Attend to All the Tales

© Jame T. McArdleBright. So many thoughts and moments gusted like wrappings on the shoulder of a highway in the wake of a thousand passing trucks. 

(Those boxes of books, like steps. Like buildings.)

This was the time when he fell partway down an embankment and came to rest within a meter of a passing freight whose sparks on the tight steel curve burned new tattoos into his arms, and he crawled back to a semblance of a man and climbed his way up into a bright morning in some western city and started to walk. 

(Cascading guts, some kind of release.)

Girlfriend sported metal in her septum, navel, and clitoris; she raged about as much as she laughed, which made her more than tolerable. She left her nipples unmolested thanks to unexpected motherhood. Answer this. Is rank, dire poverty ever fine? It's awkward and wrong and it hurts. We lived a good half-lifetime raising kids inside a house that seemed like kids themselves had drawn it. Some rooms were sketched in plaster and lath. We could break them open and let our yearnings out, considered that sustainable.

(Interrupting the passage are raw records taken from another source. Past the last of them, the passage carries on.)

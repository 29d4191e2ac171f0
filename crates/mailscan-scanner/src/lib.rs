//! Mailscan Scanner - the scan orchestration pipeline.
//!
//! The [`ScanOrchestrator`] drives each scan's state machine: prepare a
//! bounded candidate set, process it in fixed-size batches, debit credits
//! atomically with progress, advance the mail checkpoint after every
//! durable commit, and honor cooperative stop requests between batches.
//! The [`ScanScheduler`] runs batch turns on a bounded worker pool.

#![warn(missing_docs)]
#![warn(clippy::all)]
#![warn(clippy::pedantic)]
#![allow(clippy::module_name_repetitions)]
#![allow(clippy::missing_errors_doc)]
#![allow(clippy::cast_possible_truncation)]

pub mod error;
pub mod orchestrator;
pub mod worker;

pub use error::{Result, ScanError};
pub use orchestrator::{ScanOrchestrator, WorkerStep};
pub use worker::ScanScheduler;
#[async_trait]
impl MailProviderClient for FakeMailbox {
    async fn list_message_ids(
        &self,
        _access: &MailAccess,
        _window: &ScanWindow,
        max: usize,
    ) -> Result<Vec<String>, MailError> {
        Ok((0..self.count.min(max)).map(|i| format!("msg-{i}")).collect())
    }

    async fn get_message(&self, _access: &MailAccess, id: &str) -> Result<MailMessage, MailError> {
        let index: usize = id
            .strip_prefix("msg-")
            .and_then(|s| s.parse().ok())
            .unwrap();
        Ok(MailMessage {
            id: id.to_string(),
            thread_id: format!("thread-{index}"),
            subject: format!("Message {index}"),
            from: "sender@example.com".to_string(),
            body: "hello".to_string(),
            date_ts: Self::message_ts(index),
        })
    }
}

/// Classifier charging `tokens_per_message` per call; optionally fails
/// the first `fail_401_first` calls with an unauthorized status, or
/// every call from `fail_500_from` onwards with a server error.
struct FakeClassifier {
    tokens_per_message: u32,
    job_email: bool,
    calls: AtomicU32,
    fail_401_first: u32,
    fail_500_from: Option<u32>,
}

impl FakeClassifier {
    fn new(tokens_per_message: u32, job_email: bool) -> Self {
        Self {
            tokens_per_message,
            job_email,
            calls: AtomicU32::new(0),
            fail_401_first: 0,
            fail_500_from: None,
        }
    }

    fn with_initial_401s(mut self, n: u32) -> Self {
        self.fail_401_first = n;
        self
    }

    fn with_500s_from_call(mut self, n: u32) -> Self {
        self.fail_500_from = Some(n);
        self
    }
}

#[async_trait]
impl MailClassifier for FakeClassifier {
    async fn classify(&self, _message: &MailMessage) -> Result<ClassifyOutcome, ClassifyError> {
        let call = self.calls.fetch_add(1, Ordering::SeqCst);
        if call < self.fail_401_first {
            return Err(ClassifyError::Api {
                status: 401,
                message: "token expired".to_string(),
            });
        }
        if self.fail_500_from.is_some_and(|from| call >= from) {
            return Err(ClassifyError::Api {
                status: 500,
                message: "upstream unavailable".to_string(),
            });
        }
        Ok(ClassifyOutcome {
            analysis: MailAnalysis {
                is_job_email: self.job_email,
                company: self.job_email.then(|| "Acme".to_string()),
                role: None,
                status: None,
            },
            usage: TokenUsage {
                prompt_tokens: self.tokens_per_message,
                completion_tokens: 0,
                total_tokens: self.tokens_per_message,
            },
            model: "test-model".to_string(),
        })
    }
}

fn config() -> ScanConfig {
    ScanConfig {
        retry_delay_ms: 0,
        ..ScanConfig::default()
    }
}

async fn setup(
    mailbox_count: usize,
    classifier: FakeClassifier,
) -> (Database, Arc<FakeBroker>, ScanOrchestrator) {
    let db = Database::in_memory().await.expect("open database");
    db.run_migrations().await.expect("run migrations");

    let broker = Arc::new(FakeBroker::new());
    let orchestrator = ScanOrchestrator::new(
        db.clone(),
        broker.clone(),
        Arc::new(FakeMailbox {
            count: mailbox_count,
        }),
        Arc::new(classifier),
        config(),
    );
    (db, broker, orchestrator)
}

(Staircase built from words. Librarian meets architect.)

She was a target of my new approach, my sense that facts rode shotgun to the rest of things. Slunk fast and slick beyond the fury boiled in femininity. Distilled. Clean water from myriad shed tears.

Which makes rage.

We clashed impossibly within the town she called her temporary home, me having drove (I having driven) a weeklong trail, blessed and uninformed, oblivious to the sirens, the insect scratch and clamber of pursuit, the unspooling horizon behind.

(Language itself will abandon us.)

Our unique wine released by spigots, dark oak barrels creaking in dusty dim cellars while bloodred gouts spooled into buckets made from human skin.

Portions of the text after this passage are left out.